--- Dataset content ---

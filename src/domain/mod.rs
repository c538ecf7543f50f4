//! Domain models and types.
//!
//! # Overview
//!
//! The domain layer provides:
//! - **Fact and dimension records** ([`SalesRecord`], [`CustomerRecord`], [`ProductRecord`], [`OrderRecord`])
//! - **The enriched extraction output** ([`ExtractionBundle`])
//! - **Error types** ([`EtlError`], [`SourceError`], [`WarehouseError`])
//! - **Result type alias** ([`Result`])
//!
//! # Error Handling
//!
//! All fallible operations return [`Result<T, EtlError>`]:
//!
//! ```rust,no_run
//! use sales_etl::domain::Result;
//!
//! fn example() -> Result<()> {
//!     let config = sales_etl::config::load_config("sales-etl.toml")?;
//!     Ok(())
//! }
//! ```

pub mod bundle;
pub mod errors;
pub mod records;
pub mod result;

pub use bundle::{BundleCounts, ExtractionBundle};
pub use errors::{EtlError, SourceError, WarehouseError};
pub use records::{CustomerRecord, Dimension, OrderRecord, ProductRecord, SalesRecord};
pub use result::Result;
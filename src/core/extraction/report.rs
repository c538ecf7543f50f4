//! Run report
//!
//! The orchestrator never returns an error; everything a caller may want to
//! know about a run ends up here.

use crate::adapters::sources::SourceKind;
use crate::domain::{BundleCounts, Dimension};
use std::fmt;
use std::time::Duration;
use uuid::Uuid;

/// Overall result of a run
#[derive(Debug, Clone, Copy, PartialEq, Eq)]
pub enum RunOutcome {
    /// Every source extracted and, if a bundle was produced, every dimension loaded
    Succeeded,
    /// The run completed but at least one plain source failed and contributed nothing
    Partial,
    /// A failure outside per-source isolation ended the run early
    Aborted,
    /// No sources were registered, so nothing ran
    NoSources,
}

impl RunOutcome {
    /// Process exit code for this outcome
    pub fn exit_code(&self) -> i32 {
        match self {
            RunOutcome::Succeeded => 0,
            RunOutcome::Partial => 1,
            RunOutcome::NoSources => 3,
            RunOutcome::Aborted => 5,
        }
    }
}

impl fmt::Display for RunOutcome {
    fn fmt(&self, f: &mut fmt::Formatter<'_>) -> fmt::Result {
        match self {
            RunOutcome::Succeeded => write!(f, "succeeded"),
            RunOutcome::Partial => write!(f, "partial"),
            RunOutcome::Aborted => write!(f, "aborted"),
            RunOutcome::NoSources => write!(f, "no sources"),
        }
    }
}

/// What a single source contributed
#[derive(Debug, Clone, PartialEq)]
pub enum SourceStatus {
    /// Plain source returned facts
    Extracted { facts: usize },
    /// Enriched source returned a bundle
    Enriched(BundleCounts),
    /// Extraction failed; the source contributed nothing
    Failed { error: String },
}

/// Per-source entry of a run report
#[derive(Debug, Clone)]
pub struct SourceReport {
    pub name: String,
    pub kind: SourceKind,
    pub status: SourceStatus,
}

impl SourceReport {
    pub fn extracted(name: impl Into<String>, facts: usize) -> Self {
        Self {
            name: name.into(),
            kind: SourceKind::Plain,
            status: SourceStatus::Extracted { facts },
        }
    }

    pub fn enriched(name: impl Into<String>, counts: BundleCounts) -> Self {
        Self {
            name: name.into(),
            kind: SourceKind::Enriched,
            status: SourceStatus::Enriched(counts),
        }
    }

    pub fn failed(name: impl Into<String>, kind: SourceKind, error: impl Into<String>) -> Self {
        Self {
            name: name.into(),
            kind,
            status: SourceStatus::Failed {
                error: error.into(),
            },
        }
    }

    /// Number of facts this source added to the run
    pub fn facts(&self) -> usize {
        match &self.status {
            SourceStatus::Extracted { facts } => *facts,
            SourceStatus::Enriched(counts) => counts.sales,
            SourceStatus::Failed { .. } => 0,
        }
    }

    pub fn is_failed(&self) -> bool {
        matches!(self.status, SourceStatus::Failed { .. })
    }
}

/// State of one dimension load
#[derive(Debug, Clone, PartialEq)]
pub enum LoadStatus {
    /// Loader completed
    Loaded { records: usize, written: usize },
    /// Loader failed; later dimensions were skipped
    Failed { records: usize, error: String },
    /// Never attempted because an earlier load failed
    Skipped,
}

/// Per-dimension entry of a run report
#[derive(Debug, Clone, PartialEq)]
pub struct DimensionLoadReport {
    pub dimension: Dimension,
    pub status: LoadStatus,
}

/// Stage where a run-level failure happened
#[derive(Debug, Clone, PartialEq)]
pub enum RunStage {
    Extraction { source: String },
    Loading { dimension: Dimension },
}

impl fmt::Display for RunStage {
    fn fmt(&self, f: &mut fmt::Formatter<'_>) -> fmt::Result {
        match self {
            RunStage::Extraction { source } => write!(f, "extraction ({source})"),
            RunStage::Loading { dimension } => write!(f, "loading ({dimension})"),
        }
    }
}

/// Failure that ended a run early
#[derive(Debug, Clone, PartialEq)]
pub struct RunFailure {
    pub stage: RunStage,
    pub error: String,
}

impl RunFailure {
    pub fn extraction(source: impl Into<String>, error: impl fmt::Display) -> Self {
        Self {
            stage: RunStage::Extraction {
                source: source.into(),
            },
            error: error.to_string(),
        }
    }

    pub fn loading(dimension: Dimension, error: impl fmt::Display) -> Self {
        Self {
            stage: RunStage::Loading { dimension },
            error: error.to_string(),
        }
    }
}

/// Summary of one extraction run
#[derive(Debug, Clone)]
pub struct RunReport {
    /// Identifier attached to every log event of the run
    pub run_id: Uuid,

    /// Sources in the order they were processed
    pub sources: Vec<SourceReport>,

    /// Size of the aggregated fact sequence
    pub total_facts: usize,

    /// Counts of the bundle, if an enriched source produced one
    pub bundle: Option<BundleCounts>,

    /// Dimension loads, in load order; empty when loading never started
    pub dimensions: Vec<DimensionLoadReport>,

    /// Non-fatal conditions worth surfacing
    pub warnings: Vec<String>,

    /// Run-level failure, if any
    pub failure: Option<RunFailure>,

    /// Whether the run reached its completion event
    pub completed: bool,

    /// Duration of the run
    pub duration: Duration,

    no_sources: bool,
}

impl RunReport {
    /// Create an empty report with a fresh run id
    pub fn new() -> Self {
        Self {
            run_id: Uuid::new_v4(),
            sources: Vec::new(),
            total_facts: 0,
            bundle: None,
            dimensions: Vec::new(),
            warnings: Vec::new(),
            failure: None,
            completed: false,
            duration: Duration::from_secs(0),
            no_sources: false,
        }
    }

    pub fn outcome(&self) -> RunOutcome {
        if self.no_sources {
            RunOutcome::NoSources
        } else if self.failure.is_some() {
            RunOutcome::Aborted
        } else if self.sources.iter().any(SourceReport::is_failed) {
            RunOutcome::Partial
        } else {
            RunOutcome::Succeeded
        }
    }

    /// True only if all three dimensions were loaded
    pub fn dimensions_loaded(&self) -> bool {
        self.dimensions.len() == Dimension::LOAD_ORDER.len()
            && self
                .dimensions
                .iter()
                .all(|d| matches!(d.status, LoadStatus::Loaded { .. }))
    }

    pub fn failed_sources(&self) -> impl Iterator<Item = &SourceReport> {
        self.sources.iter().filter(|s| s.is_failed())
    }

    pub fn dimension(&self, dimension: Dimension) -> Option<&DimensionLoadReport> {
        self.dimensions.iter().find(|d| d.dimension == dimension)
    }

    pub(crate) fn mark_no_sources(&mut self) {
        self.no_sources = true;
    }

    pub(crate) fn record_source(&mut self, source: SourceReport) {
        self.sources.push(source);
    }

    pub(crate) fn add_warning(&mut self, warning: impl Into<String>) {
        self.warnings.push(warning.into());
    }

    /// Mark every dimension as pending (skipped until its loader reports)
    pub(crate) fn begin_loading(&mut self) {
        self.dimensions = Dimension::LOAD_ORDER
            .iter()
            .map(|&dimension| DimensionLoadReport {
                dimension,
                status: LoadStatus::Skipped,
            })
            .collect();
    }

    pub(crate) fn set_load_status(&mut self, dimension: Dimension, status: LoadStatus) {
        if let Some(entry) = self.dimensions.iter_mut().find(|d| d.dimension == dimension) {
            entry.status = status;
        }
    }

    pub(crate) fn set_failure(&mut self, failure: RunFailure) {
        self.failure = Some(failure);
    }

    /// Set the duration
    pub fn with_duration(mut self, duration: Duration) -> Self {
        self.duration = duration;
        self
    }

    /// Log the report
    pub fn log_summary(&self) {
        tracing::info!(
            run_id = %self.run_id,
            outcome = %self.outcome(),
            sources = self.sources.len(),
            failed_sources = self.failed_sources().count(),
            total_facts = self.total_facts,
            dimensions_loaded = self.dimensions_loaded(),
            duration_ms = self.duration.as_millis() as u64,
            "Extraction run summary"
        );

        for source in self.failed_sources() {
            if let SourceStatus::Failed { error } = &source.status {
                tracing::warn!(source = %source.name, error = %error, "Source contributed no records");
            }
        }

        if let Some(failure) = &self.failure {
            tracing::error!(
                stage = %failure.stage,
                error = %failure.error,
                "Run ended early"
            );
        }
    }
}

impl Default for RunReport {
    fn default() -> Self {
        Self::new()
    }
}
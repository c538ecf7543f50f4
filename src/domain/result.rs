//! Result type alias
//!
//! Convenience alias that uses `EtlError` as the error type.

use super::errors::EtlError;

/// Result type alias for ETL operations
///
/// # Examples
///
/// ```
/// use sales_etl::domain::result::Result;
/// use sales_etl::domain::errors::EtlError;
///
/// fn example_function() -> Result<String> {
///     Ok("success".to_string())
/// }
///
/// fn failing_function() -> Result<()> {
///     Err(EtlError::Validation("Invalid input".to_string()))
/// }
/// ```
pub type Result<T> = std::result::Result<T, EtlError>;

#[cfg(test)]
mod tests {
    use super::*;

    #[test]
    fn test_result_err() {
        let result: Result<i32> = Err(EtlError::Validation("test error".to_string()));
        assert!(result.is_err());
    }

    #[test]
    fn test_result_with_question_mark() -> Result<()> {
        fn inner() -> Result<i32> {
            Ok(42)
        }

        let value = inner()?;
        assert_eq!(value, 42);
        Ok(())
    }
}
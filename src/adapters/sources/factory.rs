//! Source factory
//!
//! Builds the registered source list from configuration. The CSV source is
//! the enriched variant; all others are plain.

use super::csv_dir::CsvSource;
use super::http_api::HttpApiSource;
use super::json_file::JsonFileSource;
use super::traits::Source;
use crate::config::schema::{EtlConfig, SourceConfig};
use crate::domain::Result;

/// Create the sources named in the configuration, in configuration order
///
/// # Errors
///
/// Returns an error if a source cannot be constructed
pub fn create_sources(config: &EtlConfig) -> Result<Vec<Source>> {
    let mut sources = Vec::with_capacity(config.sources.len());

    for source_config in &config.sources {
        let source = match source_config {
            SourceConfig::Csv(c) => Source::enriched(CsvSource::new(c.clone())),
            SourceConfig::Json(c) => Source::plain(JsonFileSource::new(c.clone())),
            SourceConfig::Api(c) => Source::plain(HttpApiSource::new(c.clone())?),
        };

        tracing::info!(
            source = %source.name(),
            kind = %source.kind(),
            "Registered source"
        );
        sources.push(source);
    }

    Ok(sources)
}
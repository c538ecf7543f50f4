//! Structured logging setup using tracing
//!
//! Console output is always on; JSON file output with rotation is added
//! when local logging is enabled.

use crate::config::LoggingConfig;
use crate::domain::{EtlError, Result};
use tracing::Level;
use tracing_appender::non_blocking::WorkerGuard;
use tracing_appender::rolling::{RollingFileAppender, Rotation};
use tracing_subscriber::fmt::format::FmtSpan;
use tracing_subscriber::layer::SubscriberExt;
use tracing_subscriber::util::SubscriberInitExt;
use tracing_subscriber::{EnvFilter, Layer};

/// Guard that must be kept alive for the duration of the program
/// to ensure logs are flushed properly
pub struct LoggingGuard {
    _file_guard: Option<WorkerGuard>,
}

impl LoggingGuard {
    fn new(file_guard: Option<WorkerGuard>) -> Self {
        Self {
            _file_guard: file_guard,
        }
    }
}

/// Initialize the logging system
///
/// # Arguments
///
/// * `log_level_str` - Log level as a string (trace, debug, info, warn, error)
/// * `config` - Logging configuration
///
/// # Returns
///
/// A `LoggingGuard` that must be kept alive for the duration of the program
///
/// # Errors
///
/// Returns an error for an unknown level, an unwritable log directory, or if
/// a global subscriber is already installed.
pub fn init_logging(log_level_str: &str, config: &LoggingConfig) -> Result<LoggingGuard> {
    let log_level = parse_log_level(log_level_str)?;

    let env_filter = EnvFilter::try_from_default_env()
        .unwrap_or_else(|_| EnvFilter::new(format!("sales_etl={}", log_level)));

    let mut layers = Vec::new();

    let console_layer = tracing_subscriber::fmt::layer()
        .with_target(true)
        .with_span_events(FmtSpan::CLOSE)
        .with_filter(env_filter.clone());

    layers.push(console_layer.boxed());

    let file_guard = if config.local_enabled {
        let rotation = match config.local_rotation.as_str() {
            "hourly" => Rotation::HOURLY,
            _ => Rotation::DAILY,
        };

        std::fs::create_dir_all(&config.local_path).map_err(|e| {
            EtlError::Configuration(format!(
                "Failed to create log directory {}: {}",
                config.local_path, e
            ))
        })?;

        let file_appender = RollingFileAppender::new(rotation, &config.local_path, "sales-etl.log");
        let (non_blocking, guard) = tracing_appender::non_blocking(file_appender);

        let file_layer = tracing_subscriber::fmt::layer()
            .json()
            .with_target(true)
            .with_current_span(true)
            .with_span_events(FmtSpan::CLOSE)
            .with_writer(non_blocking)
            .with_filter(env_filter);

        layers.push(file_layer.boxed());
        Some(guard)
    } else {
        None
    };

    tracing_subscriber::registry()
        .with(layers)
        .try_init()
        .map_err(|e| EtlError::Configuration(format!("Failed to initialize logging: {}", e)))?;

    tracing::info!(
        level = %log_level,
        local_enabled = config.local_enabled,
        local_path = %config.local_path,
        "Logging initialized"
    );

    Ok(LoggingGuard::new(file_guard))
}

/// Parse log level from string
fn parse_log_level(level_str: &str) -> Result<Level> {
    match level_str.to_lowercase().as_str() {
        "trace" => Ok(Level::TRACE),
        "debug" => Ok(Level::DEBUG),
        "info" => Ok(Level::INFO),
        "warn" => Ok(Level::WARN),
        "error" => Ok(Level::ERROR),
        _ => Err(EtlError::Configuration(format!(
            "Invalid log level: {}. Must be one of: trace, debug, info, warn, error",
            level_str
        ))),
    }
}

#[cfg(test)]
mod tests {
    use super::*;

    #[test]
    fn test_parse_log_level_valid() {
        assert_eq!(parse_log_level("trace").unwrap(), Level::TRACE);
        assert_eq!(parse_log_level("debug").unwrap(), Level::DEBUG);
        assert_eq!(parse_log_level("info").unwrap(), Level::INFO);
        assert_eq!(parse_log_level("warn").unwrap(), Level::WARN);
        assert_eq!(parse_log_level("error").unwrap(), Level::ERROR);
    }

    #[test]
    fn test_parse_log_level_case_insensitive() {
        assert_eq!(parse_log_level("WARN").unwrap(), Level::WARN);
        assert_eq!(parse_log_level("Debug").unwrap(), Level::DEBUG);
    }

    #[test]
    fn test_parse_log_level_invalid() {
        assert!(parse_log_level("verbose").is_err());
        assert!(parse_log_level("").is_err());
    }

    #[test]
    fn test_init_logging_rejects_bad_level_before_touching_fs() {
        let config = LoggingConfig {
            local_enabled: true,
            local_path: "/nonexistent/should/not/be/created".to_string(),
            ..LoggingConfig::default()
        };

        assert!(init_logging("loud", &config).is_err());
        assert!(!std::path::Path::new(&config.local_path).exists());
    }
}
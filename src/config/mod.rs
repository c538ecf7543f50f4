//! Configuration management.
//!
//! TOML-based configuration loading, parsing, and validation.
//!
//! # Overview
//!
//! Configuration files support:
//! - Environment variable substitution (`${VAR_NAME}`)
//! - `SALES_ETL_*` environment overrides
//! - Default values for optional settings
//! - Validation on load
//!
//! # Example Configuration
//!
//! ```toml
//! [application]
//! log_level = "info"
//! dry_run = false
//!
//! [[sources]]
//! type = "csv"
//! name = "store-export"
//! directory = "data/csv"
//!
//! [[sources]]
//! type = "api"
//! name = "pos"
//! url = "https://pos.example.com/api/sales"
//! token = "${POS_API_TOKEN}"
//!
//! [postgresql]
//! connection_string = "${DW_CONNECTION_STRING}"
//! max_connections = 10
//!
//! [logging]
//! local_enabled = true
//! local_path = "logs"
//! ```
//!
//! ```rust,no_run
//! use sales_etl::config::load_config;
//!
//! # fn example() -> Result<(), Box<dyn std::error::Error>> {
//! let config = load_config("sales-etl.toml")?;
//! for source in &config.sources {
//!     println!("source: {}", source.name());
//! }
//! # Ok(())
//! # }
//! ```

pub mod loader;
pub mod schema;
pub mod secret;

pub use loader::load_config;
pub use schema::{
    ApiSourceConfig, ApplicationConfig, CsvSourceConfig, EtlConfig, JsonSourceConfig,
    LoggingConfig, PostgreSQLConfig, SourceConfig,
};
pub use secret::{secret_string, SecretString, SecretValue};
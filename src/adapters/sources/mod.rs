//! Extraction sources
//!
//! Trait-based source abstraction plus the concrete sources:
//! - [`CsvSource`] - directory of CSV files, the enriched variant
//! - [`JsonFileSource`] - JSON array of sales records on disk
//! - [`HttpApiSource`] - JSON array of sales records over HTTP

pub mod csv_dir;
pub mod factory;
pub mod http_api;
pub mod json_file;
pub mod traits;

pub use csv_dir::CsvSource;
pub use factory::create_sources;
pub use http_api::HttpApiSource;
pub use json_file::JsonFileSource;
pub use traits::{DimensionalSource, FactSource, Source, SourceKind};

---

What you should do
Copy each line of the data that includes the word "SourceReport".

Solution for this exercise
pub struct SourceReport {
impl SourceReport {
    pub sources: Vec<SourceReport>,
        } else if self.sources.iter().any(SourceReport::is_failed) {
    pub fn failed_sources(&self) -> impl Iterator<Item = &SourceReport> {
    pub(crate) fn record_source(&mut self, source: SourceReport) {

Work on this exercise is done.